The Web Real-Time Communication (WebRTC) standard supports sending real-time video, audio, and arbitrary data between two peers. Amazon supports WebRTC to enable real-time streaming of audio, video, and (optionally) arbitrary data between Alexa and your Smart Home device. Alexa communicates commands over the Real-Time Communication (RTC) data channel to your device, and then your device responds and reports state back over the data channel. To enable audio and video, you implement the Alexa.RTCSessionController interface in your Alexa skill. If you want to include data channel support, you also implement the Alexa.RangeController interface for cameras that support pan, tilt, and zoom.

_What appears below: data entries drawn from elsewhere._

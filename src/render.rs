pub mod backend;
pub mod target;
pub mod texture;
pub mod types;

/// Rendering backends.
pub mod backends {
    /// Cairo image surface backend
    #[cfg(feature = "backend_cairo")]
    pub mod cairo;
    /// In-memory device backend
    pub mod headless;
    /// tiny-skia backend
    pub mod software;

    mod paint;
}

mod render_list;
pub use render_list::*;

pub use backend::{BackendRenderer, ErasedSurface};
pub use target::{DrawState, RenderTarget};
pub use texture::{BackendTexture, LoadedTexture, ReplaceInternal};
pub use types::{Color, Rect, RgbaImage, Transform, Vector2f, Vector2u};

Users can communicate remotely with your devices by using a FireTV or any Echo device, such as an Echo Dot, Echo Plus, Echo Show, or Echo Spot. Users can also view live feeds from a camera in the Alexa app.

Alexa.RTCSessionController signaling

The following sequence diagram shows the WebRTC signaling protocol between Alexa and your Smart Home skill.

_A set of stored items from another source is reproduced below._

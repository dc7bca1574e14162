//! Backend-agnostic 2D rendering layer for retained-mode GUI toolkits.
//!
//! Widgets draw through a [`RenderTarget`](render::target::RenderTarget) and own
//! [`BackendTexture`](render::texture::BackendTexture)s without knowing which backend
//! is active. The [`BackendContext`](context::BackendContext) selects the backend.

pub mod config;
pub mod context;
pub mod errors;
pub mod icons;
pub mod logging;
pub mod render;
pub mod svg;

pub use context::{BackendContext, SurfaceId};
pub use errors::RenderError;
pub use svg::SvgImage;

Diagram showing order of directives and events for RTCSessionController communication using InitiateSessionWithOffer, AnswerGenerated, SessionConnected, and SessionDisconnected.

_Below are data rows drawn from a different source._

//! Backend context.
//!
//! The [`BackendContext`] holds the active backend renderer and the surfaces render
//! targets draw into. The application creates it once on the UI thread, calls
//! [`init`](BackendContext::init) when its first window (or backend context) exists and
//! [`shutdown`](BackendContext::shutdown) before exiting, and passes it by reference to
//! the code that builds widgets.
//!
//! Textures and render targets created while a renderer is active must not be used after
//! `shutdown`. For the headless backend such textures report
//! [`RenderError::BackendGone`]; for the other backends the textures simply keep their
//! own memory.

use std::collections::HashMap;

use uuid::Uuid;

use crate::config::RenderConfig;
use crate::errors::RenderError;
use crate::render::backend::{BackendRenderer, ErasedSurface};
use crate::render::target::RenderTarget;
use crate::render::texture::BackendTexture;
use crate::render::types::{RgbaImage, Vector2u};
use crate::svg::SvgImage;

/// Identifier of a surface registered with a [`BackendContext`].
#[derive(Clone, Copy, Debug, PartialEq, Eq, Hash)]
pub struct SurfaceId(Uuid);

impl SurfaceId {
    /// Create a new unique `SurfaceId` using a random UUID.
    pub fn new() -> Self {
        Self(Uuid::new_v4())
    }
}

impl Default for SurfaceId {
    fn default() -> Self {
        Self::new()
    }
}

/// Holder of the active backend renderer.
pub struct BackendContext {
    /// Configuration for the whole context
    config: RenderConfig,
    /// Active renderer, `None` before init and after shutdown
    renderer: Option<Box<dyn BackendRenderer>>,
    /// Surfaces owned by the context, borrowed by render targets
    surfaces: HashMap<SurfaceId, Box<dyn ErasedSurface>>,
}

impl std::fmt::Debug for BackendContext {
    fn fmt(&self, f: &mut std::fmt::Formatter<'_>) -> std::fmt::Result {
        f.debug_struct("BackendContext")
            .field("renderer", &self.renderer.as_ref().map(|r| r.name().to_string()))
            .field("surfaces", &self.surfaces.len())
            .finish()
    }
}

impl BackendContext {
    /// Creates an inactive context. If `config` is `None`, [`RenderConfig::default`] is
    /// used.
    pub fn new(config: Option<RenderConfig>) -> Self {
        Self {
            config: config.unwrap_or_default(),
            renderer: None,
            surfaces: HashMap::new(),
        }
    }

    pub fn config(&self) -> &RenderConfig {
        &self.config
    }

    /// Activates `renderer`. Only one renderer can be active at a time.
    pub fn init(&mut self, renderer: Box<dyn BackendRenderer>) -> Result<(), RenderError> {
        if let Some(active) = &self.renderer {
            log::warn!("init({}) refused: {} is still active", renderer.name(), active.name());
            return Err(RenderError::BackendAlreadyActive);
        }

        log::info!(
            "backend {} active (max texture size {})",
            renderer.name(),
            renderer.maximum_texture_size()
        );
        self.renderer = Some(renderer);
        Ok(())
    }

    /// Drops every surface and the active renderer. Calling it on an inactive context
    /// does nothing.
    pub fn shutdown(&mut self) {
        self.surfaces.clear();
        if let Some(renderer) = self.renderer.take() {
            log::info!("backend {} shut down", renderer.name());
        }
    }

    pub fn is_active(&self) -> bool {
        self.renderer.is_some()
    }

    /// The active renderer.
    pub fn renderer(&self) -> Result<&dyn BackendRenderer, RenderError> {
        self.renderer.as_deref().ok_or(RenderError::NoActiveBackend)
    }

    /// Creates an empty texture on the active renderer.
    pub fn create_texture(&self) -> Result<Box<dyn BackendTexture>, RenderError> {
        Ok(self.renderer()?.create_texture())
    }

    pub fn maximum_texture_size(&self) -> Result<u32, RenderError> {
        Ok(self.renderer()?.maximum_texture_size())
    }

    /// Uploads `image` into a new texture that keeps its pixels for transparency queries.
    pub fn texture_from_image(&self, image: &RgbaImage, smooth: bool) -> Result<Box<dyn BackendTexture>, RenderError> {
        let mut texture = self.create_texture()?;
        texture.load(image.size(), image.pixels.clone(), smooth)?;
        Ok(texture)
    }

    /// Rasterizes `svg` into a new texture of `size`, shrunk to fit the maximum texture
    /// size while keeping its aspect ratio.
    pub fn create_svg_texture(&self, svg: &SvgImage, size: Vector2u) -> Result<Box<dyn BackendTexture>, RenderError> {
        let size = clamp_to_maximum(size, self.maximum_texture_size()?);
        let mut texture = self.create_texture()?;
        texture.set_smooth(self.config.default_smooth);
        svg.rasterize(texture.as_mut(), size)?;
        Ok(texture)
    }

    /// Creates a surface on the active renderer and registers it.
    pub fn add_surface(&mut self, size: Vector2u) -> Result<SurfaceId, RenderError> {
        let surface = self.renderer()?.create_surface(size)?;
        let id = SurfaceId::new();
        self.surfaces.insert(id, surface);
        log::debug!("surface {id:?} added ({}x{})", size.x, size.y);
        Ok(id)
    }

    pub fn remove_surface(&mut self, id: SurfaceId) -> Result<(), RenderError> {
        self.surfaces.remove(&id).map(|_| ()).ok_or(RenderError::UnknownSurface)
    }

    pub fn surface_size(&self, id: SurfaceId) -> Result<Vector2u, RenderError> {
        self.surfaces.get(&id).map(|s| s.size()).ok_or(RenderError::UnknownSurface)
    }

    /// Starts drawing into surface `id`.
    pub fn render_target(&mut self, id: SurfaceId) -> Result<RenderTarget<'_>, RenderError> {
        let renderer = self.renderer.as_deref().ok_or(RenderError::NoActiveBackend)?;
        let surface = self.surfaces.get_mut(&id).ok_or(RenderError::UnknownSurface)?;
        renderer.create_render_target(surface.as_mut())
    }

    /// Reads surface `id` back as RGBA8.
    pub fn snapshot(&self, id: SurfaceId) -> Result<RgbaImage, RenderError> {
        let renderer = self.renderer()?;
        let surface = self.surfaces.get(&id).ok_or(RenderError::UnknownSurface)?;
        renderer.snapshot(surface.as_ref())
    }
}

impl Drop for BackendContext {
    fn drop(&mut self) {
        self.shutdown();
    }
}

/// Scales `size` down so neither dimension exceeds `maximum`, keeping the aspect ratio.
fn clamp_to_maximum(size: Vector2u, maximum: u32) -> Vector2u {
    let largest = size.x.max(size.y);
    if largest <= maximum {
        return size;
    }

    let scale = maximum as f64 / largest as f64;
    Vector2u::new(
        ((size.x as f64 * scale).round() as u32).clamp(1, maximum),
        ((size.y as f64 * scale).round() as u32).clamp(1, maximum),
    )
}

Session Description Protocol Offer/Answer format

The RTCSessionController interface uses the Session Description Protocol (SDP) to negotiate session capabilities between peers.

Offer/answer exchange example

Each media track has a set of Interactive Connectivity Establishment (ICE) candidates. The example shows ICE candidates of type host. If your devices aren't routed through a public gateway, also include either server-reflexive by using STUN or relay candidates by using TURN.

v=0
o=- 3747690900 3747690900 IN IP4 0.0.0.0
s=a 2 z
c=IN IP4 0.0.0.0
t=0 0
a=group:BUNDLE audio0 video0
m=audio 1 RTP/SAVPF 96 0
a=candidate:1 1 UDP 2013266430 xxx.xxx.xxx.xxx 8620 typ host
a=candidate:2 1 TCP 1010827775 xxx.xxx.xxx.xxx 45351 typ host tcptype passive
a=candidate:3 2 UDP 2013266429 xxx.xxx.xxx.xxx 50066 typ host
a=candidate:4 2 TCP 1010827774 xxx.xxx.xxx.xxx 65157 typ host tcptype passive
a=candidate:5 2 TCP 1015022078 xxx.xxx.xxx.xxx 9 typ host tcptype active
a=candidate:6 1 TCP 1015022079 xxx.xxx.xxx.xxx 9 typ host tcptype active
a=setup:actpass
a=extmap:3 http://www.webrtc.org/experiments/rtp-hdrext/abs-send-time
a=rtpmap:96 opus/48000/2
a=rtcp:9 IN IP4 0.0.0.0
a=rtcp-mux
a=sendrecv
a=mid:audio0
a=ssrc:118039096 cname:user2571875795@host-433aaf59
a=ice-ufrag:AGVf
a=ice-pwd:h3JAYGhIaQ/Nvyaz9dLoz9
a=fingerprint:sha-256 34:D4:54:17:0C:95:2A:79:FF:72:10:21:E9:6E:F3:77:86:2F:8D:6C:33:45:BA:14:1D:43:01:D7:CD:0A:1A:84
m=video 1 RTP/SAVPF 99
a=candidate:4 1 UDP 2013266430 xxx.xxx.xxx.xxx 8620 typ host
a=candidate:5 1 TCP 1015022079 xxx.xxx.xxx.xxx 9 typ host tcptype active
a=candidate:4 2 UDP 2013266429 xxx.xxx.xxx.xxx 50066 typ host
a=candidate:6 1 TCP 1010827775 xxx.xxx.xxx.xxx 45351 typ host tcptype passive
a=candidate:5 2 TCP 1015022078 xxx.xxx.xxx.xxx 9 typ host tcptype active
a=candidate:6 2 TCP 1010827774 xxx.xxx.xxx.xxx 65157 typ host tcptype passive
b=AS:500
a=setup:actpass
a=extmap:3 http://www.webrtc.org/experiments/rtp-hdrext/abs-send-time
a=rtpmap:99 H264/90000
a=rtcp:9 IN IP4 0.0.0.0
a=rtcp-mux
a=sendrecv
a=mid:video0
a=rtcp-fb:99 nack
a=rtcp-fb:99 nack pli
a=rtcp-fb:99 ccm fir
a=ssrc:3643559644 cname:user2571875795@host-433aaf59
a=ice-ufrag:AGVf
a=ice-pwd:h3JAYGhIaQ/Nvyaz9dLoz9
a=fingerprint:sha-256 34:D4:54:17:0C:95:2A:79:FF:72:10:21:E9:6E:F3:77:86:2F:8D:6C:33:45:BA:14:1D:43:01:D7:CD:0A:1A:84

Supported communication types

The RTCSessionController interface supports one-way (half-duplex) or two-way (full-duplex) communication. For an audio-only scenario, such as an Echo Plus connecting to a front door intercom, communication must be two-way. For an audio and video scenario, such as an Echo Show connecting to a front door camera, Alexa supports 1-way video communication and 1-way or two-way audio communication.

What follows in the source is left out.